── SOURCE RECORDS

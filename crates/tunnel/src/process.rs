use std::process::Child;

/// A running tunnel subprocess.
pub trait TunnelProcess: Send {
    fn pid(&self) -> Option<u32>;

    /// Stop the process and everything it spawned. Safe to call more than once.
    fn terminate(&mut self);

    fn is_alive(&mut self) -> bool;
}

/// [`TunnelProcess`] over a child spawned as its own process-group leader.
pub struct ChildTunnelProcess {
    child: Child,
    terminated: bool,
}

impl ChildTunnelProcess {
    pub fn new(child: Child) -> Self {
        Self {
            child,
            terminated: false,
        }
    }
}

impl TunnelProcess for ChildTunnelProcess {
    fn pid(&self) -> Option<u32> {
        Some(self.child.id())
    }

    fn terminate(&mut self) {
        if self.terminated {
            return;
        }
        self.terminated = true;

        #[cfg(unix)]
        {
            if let Ok(pgid) = i32::try_from(self.child.id()) {
                // SAFETY: kill(2) with a negative pid signals the process group we created
                // at spawn; it has no memory-safety preconditions.
                unsafe {
                    libc::kill(-pgid, libc::SIGTERM);
                }
            }
        }

        if let Err(e) = self.child.kill() {
            tracing::debug!("tunnel kill: {e}");
        }
        if let Err(e) = self.child.wait() {
            tracing::debug!("tunnel wait: {e}");
        }
    }

    fn is_alive(&mut self) -> bool {
        !self.terminated && matches!(self.child.try_wait(), Ok(None))
    }
}

impl Drop for ChildTunnelProcess {
    fn drop(&mut self) {
        self.terminate();
    }
}
use crate::app::{App, FlashLevel, Viewport, ViewState};
use crate::theme::Theme;
use crate::views::{setup, webhook_detail, webhook_list};
use ratatui::prelude::*;
use ratatui::widgets::Paragraph;

pub fn render(frame: &mut Frame, app: &App) {
    let [header_area, body_area, footer_area] = layout(frame.area());

    render_header(frame, app, header_area);
    match &app.view {
        ViewState::Setup { .. } => setup::render(frame, app, body_area),
        ViewState::Running { .. } => webhook_list::render(frame, app, body_area),
        ViewState::Detail { .. } => webhook_detail::render(frame, app, body_area),
    }
    render_footer(frame, app, footer_area);
}

/// Header, body and footer rows of the screen.
pub fn layout(area: Rect) -> [Rect; 3] {
    Layout::vertical([
        Constraint::Length(1),
        Constraint::Fill(1),
        Constraint::Length(1),
    ])
    .areas(area)
}

/// Size of the detail content area for a terminal of `area`.
pub fn detail_viewport(area: Rect) -> Viewport {
    let [_, body, _] = layout(area);
    let content = webhook_detail::content_area(body);
    Viewport {
        width: content.width,
        height: content.height,
    }
}

fn render_header(frame: &mut Frame, app: &App, area: Rect) {
    let mode = match app.view {
        ViewState::Setup { .. } => "Setup",
        ViewState::Running { .. } => "Listening",
        ViewState::Detail { .. } => "Detail",
    };
    let header = Line::from(vec![
        Span::styled(" webhook-tui", Style::new().fg(Theme::ACCENT_ORANGE).bold()),
        Span::styled("  Webhook Listener", Style::new().fg(Theme::TEXT_PRIMARY).bold()),
        Span::styled(format!("  [{mode}]"), Style::new().fg(Theme::TEXT_MUTED)),
    ]);
    frame.render_widget(Paragraph::new(header), area);
}

fn render_footer(frame: &mut Frame, app: &App, area: Rect) {
    let key_style = Style::new().fg(Theme::TEXT_KEY);
    let desc_style = Style::new().fg(Theme::TEXT_KEY_DESC);

    let mut spans = match app.view {
        ViewState::Setup { .. } => vec![
            Span::styled(" Tab ", key_style),
            Span::styled("next field  ", desc_style),
            Span::styled("S-Tab ", key_style),
            Span::styled("prev field  ", desc_style),
            Span::styled("Enter ", key_style),
            Span::styled("start  ", desc_style),
            Span::styled("q ", key_style),
            Span::styled("quit", desc_style),
        ],
        ViewState::Running { .. } => {
            let mut spans = vec![
                Span::styled(" j/k ", key_style),
                Span::styled("select  ", desc_style),
            ];
            if app.cursor.total_pages() > 1 {
                spans.push(Span::styled("n/p ", key_style));
                spans.push(Span::styled("page  ", desc_style));
            }
            spans.extend([
                Span::styled("Enter ", key_style),
                Span::styled("details  ", desc_style),
                Span::styled("t ", key_style),
                Span::styled("view  ", desc_style),
            ]);
            if app.tunnel.phase.can_reconnect() {
                spans.push(Span::styled("r ", key_style));
                spans.push(Span::styled("reconnect  ", desc_style));
            }
            spans.extend([
                Span::styled("l ", key_style),
                Span::styled("load DB  ", desc_style),
                Span::styled("c ", key_style),
                Span::styled("clear  ", desc_style),
                Span::styled("q ", key_style),
                Span::styled("quit", desc_style),
            ]);
            spans
        }
        ViewState::Detail { .. } => vec![
            Span::styled(" j/k ", key_style),
            Span::styled("scroll  ", desc_style),
            Span::styled("^f/^b/^d/^u ", key_style),
            Span::styled("page  ", desc_style),
            Span::styled("g/G ", key_style),
            Span::styled("top/bottom  ", desc_style),
            Span::styled("Esc ", key_style),
            Span::styled("back  ", desc_style),
            Span::styled("q ", key_style),
            Span::styled("quit", desc_style),
        ],
    };

    if let Some((ref msg, level)) = app.flash_message {
        let color = match level {
            FlashLevel::Success => Theme::ACCENT_GREEN,
            FlashLevel::Error => Theme::ACCENT_RED,
            FlashLevel::Info => Theme::ACCENT_BLUE,
        };
        spans.push(Span::styled("  ", Style::new()));
        spans.push(Span::styled(msg.as_str(), Style::new().fg(color)));
    }

    frame.render_widget(Paragraph::new(Line::from(spans)), area);
}
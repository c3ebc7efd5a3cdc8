fn main() {
    if let Err(e) = webhook_tui::run() {
        eprintln!("webhook-tui: {e:#}");
        std::process::exit(1);
    }
}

────

Transcribe the records. Keep every word exactly as it stands.

filename crates/tunnel/src/process.rs
use std::process::Child;

/// A running tunnel subprocess.
pub trait TunnelProcess: Send {
    fn pid(&self) -> Option<u32>;

    /// Stop the process and everything it spawned. Safe to call more than once.
    fn terminate(&mut self);

    fn is_alive(&mut self) -> bool;
}

/// [`TunnelProcess`] over a child spawned as its own process-group leader.
pub struct ChildTunnelProcess {
    child: Child,
    terminated: bool,
}

impl ChildTunnelProcess {
    pub fn new(child: Child) -> Self {
        Self {
            child,
            terminated: false,
        }
    }
}

impl TunnelProcess for ChildTunnelProcess {
    fn pid(&self) -> Option<u32> {
        Some(self.child.id())
    }

    fn terminate(&mut self) {
        if self.terminated {
            return;
        }
        self.terminated = true;

        #[cfg(unix)]
        {
            if let Ok(pgid) = i32::try_from(self.child.id()) {
                // SAFETY: kill(2) with a negative pid signals the process group we created
                // at spawn; it has no memory-safety preconditions.
                unsafe {
                    libc::kill(-pgid, libc::SIGTERM);
                }
            }
        }

        if let Err(e) = self.child.kill() {
            tracing::debug!("tunnel kill: {e}");
        }
        if let Err(e) = self.child.wait() {
            tracing::debug!("tunnel wait: {e}");
        }
    }

    fn is_alive(&mut self) -> bool {
        !self.terminated && matches!(self.child.try_wait(), Ok(None))
    }
}

impl Drop for ChildTunnelProcess {
    fn drop(&mut self) {
        self.terminate();
    }
}
use crate::app::{App, FlashLevel, Viewport, ViewState};
use crate::theme::Theme;
use crate::views::{setup, webhook_detail, webhook_list};
use ratatui::prelude::*;
use ratatui::widgets::Paragraph;

pub fn render(frame: &mut Frame, app: &App) {
    let [header_area, body_area, footer_area] = layout(frame.area());

    render_header(frame, app, header_area);
    match &app.view {
        ViewState::Setup { .. } => setup::render(frame, app, body_area),
        ViewState::Running { .. } => webhook_list::render(frame, app, body_area),
        ViewState::Detail { .. } => webhook_detail::render(frame, app, body_area),
    }
    render_footer(frame, app, footer_area);
}

/// Header, body and footer rows of the screen.
pub fn layout(area: Rect) -> [Rect; 3] {
    Layout::vertical([
        Constraint::Length(1),
        Constraint::Fill(1),
        Constraint::Length(1),
    ])
    .areas(area)
}

/// Size of the detail content area for a terminal of `area`.
pub fn detail_viewport(area: Rect) -> Viewport {
    let [_, body, _] = layout(area);
    let content = webhook_detail::content_area(body);
    Viewport {
        width: content.width,
        height: content.height,
    }
}

fn render_header(frame: &mut Frame, app: &App, area: Rect) {
    let mode = match app.view {
        ViewState::Setup { .. } => "Setup",
        ViewState::Running { .. } => "Listening",
        ViewState::Detail { .. } => "Detail",
    };
    let header = Line::from(vec![
        Span::styled(" webhook-tui", Style::new().fg(Theme::ACCENT_ORANGE).bold()),
        Span::styled("  Webhook Listener", Style::new().fg(Theme::TEXT_PRIMARY).bold()),
        Span::styled(format!("  [{mode}]"), Style::new().fg(Theme::TEXT_MUTED)),
    ]);
    frame.render_widget(Paragraph::new(header), area);
}

fn render_footer(frame: &mut Frame, app: &App, area: Rect) {
    let key_style = Style::new().fg(Theme::TEXT_KEY);
    let desc_style = Style::new().fg(Theme::TEXT_KEY_DESC);

    let mut spans = match app.view {
        ViewState::Setup { .. } => vec![
            Span::styled(" Tab ", key_style),
            Span::styled("next field  ", desc_style),
            Span::styled("S-Tab ", key_style),
            Span::styled("prev field  ", desc_style),
            Span::styled("Enter ", key_style),
            Span::styled("start  ", desc_style),
            Span::styled("q ", key_style),
            Span::styled("quit", desc_style),
        ],
        ViewState::Running { .. } => {
            let mut spans = vec![
                Span::styled(" j/k ", key_style),
                Span::styled("select  ", desc_style),
            ];
            if app.cursor.total_pages() > 1 {
                spans.push(Span::styled("n/p ", key_style));
                spans.push(Span::styled("page  ", desc_style));
            }
            spans.extend([
                Span::styled("Enter ", key_style),
                Span::styled("details  ", desc_style),
                Span::styled("t ", key_style),
                Span::styled("view  ", desc_style),
            ]);
            if app.tunnel.phase.can_reconnect() {
                spans.push(Span::styled("r ", key_style));
                spans.push(Span::styled("reconnect  ", desc_style));
            }
            spans.extend([
                Span::styled("l ", key_style),
                Span::styled("load DB  ", desc_style),
                Span::styled("c ", key_style),
                Span::styled("clear  ", desc_style),
                Span::styled("q ", key_style),
                Span::styled("quit", desc_style),
            ]);
            spans
        }
        ViewState::Detail { .. } => vec![
            Span::styled(" j/k ", key_style),
            Span::styled("scroll  ", desc_style),
            Span::styled("^f/^b/^d/^u ", key_style),
            Span::styled("page  ", desc_style),
            Span::styled("g/G ", key_style),
            Span::styled("top/bottom  ", desc_style),
            Span::styled("Esc ", key_style),
            Span::styled("back  ", desc_style),
            Span::styled("q ", key_style),
            Span::styled("quit", desc_style),
        ],
    };

    if let Some((ref msg, level)) = app.flash_message {
        let color = match level {
            FlashLevel::Success => Theme::ACCENT_GREEN,
            FlashLevel::Error => Theme::ACCENT_RED,
            FlashLevel::Info => Theme::ACCENT_BLUE,
        };
        spans.push(Span::styled("  ", Style::new()));
        spans.push(Span::styled(msg.as_str(), Style::new().fg(color)));
    }

    frame.render_widget(Paragraph::new(Line::from(spans)), area);
}
repository c3ebc7efd5a3cdc8
fn main() {
    if let Err(e) = webhook_tui::run() {
        eprintln!("webhook-tui: {e:#}");
        std::process::exit(1);
    }
}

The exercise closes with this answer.